### WHAT IS EXPECTED
Each record that follows should be reproduced in full, character for character.

### DATA SHOWN
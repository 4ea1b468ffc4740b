use crate::error::{RelayError, Result};
use num_bigint::BigUint;
use std::fmt;

/// Five-character peer identity, derived from the client's process id.
#[derive(Debug, Clone, PartialEq, Eq, Hash)]
pub struct PeerId(String);

impl PeerId {
    pub const LEN: usize = rsa::codec::BLOCK_CHARS;

    /// Last five digits of `pid`, or the digits right-padded with `'0'`.
    pub fn from_pid(pid: u32) -> Self {
        let digits = pid.to_string();
        let id = if digits.len() >= Self::LEN {
            digits[digits.len() - Self::LEN..].to_string()
        } else {
            format!("{:0<width$}", digits, width = Self::LEN)
        };
        PeerId(id)
    }

    pub fn for_current_process() -> Self {
        Self::from_pid(std::process::id())
    }

    /// Accepts exactly five ASCII digits or lowercase letters.
    pub fn parse(s: &str) -> Result<Self> {
        let valid = s.len() == Self::LEN && s.bytes().all(|b| b.is_ascii_digit() || b.is_ascii_lowercase());
        if !valid {
            return Err(RelayError::InvalidIdentity(s.to_string()));
        }
        Ok(PeerId(s.to_string()))
    }

    pub fn as_str(&self) -> &str {
        &self.0
    }

    /// The identity as a single codec block.
    pub fn block(&self) -> BigUint {
        rsa::encode(&self.0).into_iter().next().unwrap_or_default()
    }
}

impl fmt::Display for PeerId {
    fn fmt(&self, f: &mut fmt::Formatter<'_>) -> fmt::Result {
        f.write_str(&self.0)
    }
}

#[cfg(test)]
mod tests {
    use super::*;

    #[test]
    fn test_from_pid() {
        assert_eq!(PeerId::from_pid(1_234_567).as_str(), "34567");
        assert_eq!(PeerId::from_pid(12_345).as_str(), "12345");
        assert_eq!(PeerId::from_pid(42).as_str(), "42000");
        assert_eq!(PeerId::from_pid(0).as_str(), "00000");
    }

    #[test]
    fn test_parse() {
        assert!(PeerId::parse("a1b2c").is_ok());
        assert!(PeerId::parse("1234").is_err());
        assert!(PeerId::parse("12 45").is_err());
        assert!(PeerId::parse("ABCDE").is_err());
    }

    #[test]
    fn test_block_decodes_back() {
        let id = PeerId::from_pid(98_765);
        assert_eq!(rsa::decode(&[id.block()]).unwrap(), "98765");
    }
}
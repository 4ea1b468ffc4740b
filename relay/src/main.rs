use clap::Parser;
use relay::config::{DEFAULT_CONTROL_SOCKET, DEFAULT_KEY_BITS, DEFAULT_RELAY_SOCKET, RelayConfig};
use relay::RelayServer;
use rsa::rsa::RsaKeyGenerator;
use std::path::{Path, PathBuf};
use std::sync::Arc;
use std::time::Duration;
use tokio::net::{UnixListener, UnixStream};

/// RSA chat relay server.
#[derive(Parser, Debug)]
#[command(version, about)]
struct Args {
    #[arg(long, default_value = DEFAULT_CONTROL_SOCKET)]
    control_socket: PathBuf,

    #[arg(long, default_value = DEFAULT_RELAY_SOCKET)]
    relay_socket: PathBuf,

    #[arg(long, default_value_t = DEFAULT_KEY_BITS)]
    key_bits: usize,

    /// Seconds to wait for each chunk acknowledgement.
    #[arg(long, default_value_t = 30)]
    ack_timeout: u64,
}

impl Args {
    fn into_config(self) -> RelayConfig {
        RelayConfig {
            control_socket: self.control_socket,
            relay_socket: self.relay_socket,
            key_bits: self.key_bits,
            ack_timeout: Duration::from_secs(self.ack_timeout),
            ..RelayConfig::default()
        }
    }
}

fn remove_socket(path: &Path) -> std::io::Result<()> {
    match std::fs::remove_file(path) {
        Err(e) if e.kind() != std::io::ErrorKind::NotFound => Err(e),
        _ => Ok(()),
    }
}

#[tokio::main]
async fn main() -> Result<(), Box<dyn std::error::Error>> {
    env_logger::init();
    let config = Args::parse().into_config();

    log::info!("Generating {}-bit server key pair...", config.key_bits);
    let bits = config.key_bits;
    let keys = tokio::task::spawn_blocking(move || RsaKeyGenerator::new(bits).generate_keypair()).await??;
    log::debug!("Server public key: e = {}, n = {}", keys.e, keys.n);

    remove_socket(&config.control_socket)?;
    remove_socket(&config.relay_socket)?;
    let control = UnixListener::bind(&config.control_socket)?;
    let relay = UnixListener::bind(&config.relay_socket)?;

    let server: Arc<RelayServer<UnixStream>> = Arc::new(RelayServer::new(keys, config.clone()));
    tokio::select! {
        () = Arc::clone(&server).run(control, relay) => {}
        _ = tokio::signal::ctrl_c() => log::info!("Shutting down..."),
    }

    remove_socket(&config.control_socket)?;
    remove_socket(&config.relay_socket)?;
    Ok(())
}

### WRITTEN RESPONSE
repository 4ea1b468ffc4740b
use crate::error::{RelayError, Result};
use num_bigint::BigUint;
use std::fmt;

/// Five-character peer identity, derived from the client's process id.
#[derive(Debug, Clone, PartialEq, Eq, Hash)]
pub struct PeerId(String);

impl PeerId {
    pub const LEN: usize = rsa::codec::BLOCK_CHARS;

    /// Last five digits of `pid`, or the digits right-padded with `'0'`.
    pub fn from_pid(pid: u32) -> Self {
        let digits = pid.to_string();
        let id = if digits.len() >= Self::LEN {
            digits[digits.len() - Self::LEN..].to_string()
        } else {
            format!("{:0<width$}", digits, width = Self::LEN)
        };
        PeerId(id)
    }

    pub fn for_current_process() -> Self {
        Self::from_pid(std::process::id())
    }

    /// Accepts exactly five ASCII digits or lowercase letters.
    pub fn parse(s: &str) -> Result<Self> {
        let valid = s.len() == Self::LEN && s.bytes().all(|b| b.is_ascii_digit() || b.is_ascii_lowercase());
        if !valid {
            return Err(RelayError::InvalidIdentity(s.to_string()));
        }
        Ok(PeerId(s.to_string()))
    }

    pub fn as_str(&self) -> &str {
        &self.0
    }

    /// The identity as a single codec block.
    pub fn block(&self) -> BigUint {
        rsa::encode(&self.0).into_iter().next().unwrap_or_default()
    }
}

impl fmt::Display for PeerId {
    fn fmt(&self, f: &mut fmt::Formatter<'_>) -> fmt::Result {
        f.write_str(&self.0)
    }
}

#[cfg(test)]
mod tests {
    use super::*;

    #[test]
    fn test_from_pid() {
        assert_eq!(PeerId::from_pid(1_234_567).as_str(), "34567");
        assert_eq!(PeerId::from_pid(12_345).as_str(), "12345");
        assert_eq!(PeerId::from_pid(42).as_str(), "42000");
        assert_eq!(PeerId::from_pid(0).as_str(), "00000");
    }

    #[test]
    fn test_parse() {
        assert!(PeerId::parse("a1b2c").is_ok());
        assert!(PeerId::parse("1234").is_err());
        assert!(PeerId::parse("12 45").is_err());
        assert!(PeerId::parse("ABCDE").is_err());
    }

    #[test]
    fn test_block_decodes_back() {
        let id = PeerId::from_pid(98_765);
        assert_eq!(rsa::decode(&[id.block()]).unwrap(), "98765");
    }
}
repository 4ea1b468ffc4740b
filename relay/src/main.rs
use clap::Parser;
use relay::config::{DEFAULT_CONTROL_SOCKET, DEFAULT_KEY_BITS, DEFAULT_RELAY_SOCKET, RelayConfig};
use relay::RelayServer;
use rsa::rsa::RsaKeyGenerator;
use std::path::{Path, PathBuf};
use std::sync::Arc;
use std::time::Duration;
use tokio::net::{UnixListener, UnixStream};

/// RSA chat relay server.
#[derive(Parser, Debug)]
#[command(version, about)]
struct Args {
    #[arg(long, default_value = DEFAULT_CONTROL_SOCKET)]
    control_socket: PathBuf,

    #[arg(long, default_value = DEFAULT_RELAY_SOCKET)]
    relay_socket: PathBuf,

    #[arg(long, default_value_t = DEFAULT_KEY_BITS)]
    key_bits: usize,

    /// Seconds to wait for each chunk acknowledgement.
    #[arg(long, default_value_t = 30)]
    ack_timeout: u64,
}

impl Args {
    fn into_config(self) -> RelayConfig {
        RelayConfig {
            control_socket: self.control_socket,
            relay_socket: self.relay_socket,
            key_bits: self.key_bits,
            ack_timeout: Duration::from_secs(self.ack_timeout),
            ..RelayConfig::default()
        }
    }
}

fn remove_socket(path: &Path) -> std::io::Result<()> {
    match std::fs::remove_file(path) {
        Err(e) if e.kind() != std::io::ErrorKind::NotFound => Err(e),
        _ => Ok(()),
    }
}

#[tokio::main]
async fn main() -> Result<(), Box<dyn std::error::Error>> {
    env_logger::init();
    let config = Args::parse().into_config();

    log::info!("Generating {}-bit server key pair...", config.key_bits);
    let bits = config.key_bits;
    let keys = tokio::task::spawn_blocking(move || RsaKeyGenerator::new(bits).generate_keypair()).await??;
    log::debug!("Server public key: e = {}, n = {}", keys.e, keys.n);

    remove_socket(&config.control_socket)?;
    remove_socket(&config.relay_socket)?;
    let control = UnixListener::bind(&config.control_socket)?;
    let relay = UnixListener::bind(&config.relay_socket)?;

    let server: Arc<RelayServer<UnixStream>> = Arc::new(RelayServer::new(keys, config.clone()));
    tokio::select! {
        () = Arc::clone(&server).run(control, relay) => {}
        _ = tokio::signal::ctrl_c() => log::info!("Shutting down..."),
    }

    remove_socket(&config.control_socket)?;
    remove_socket(&config.relay_socket)?;
    Ok(())
}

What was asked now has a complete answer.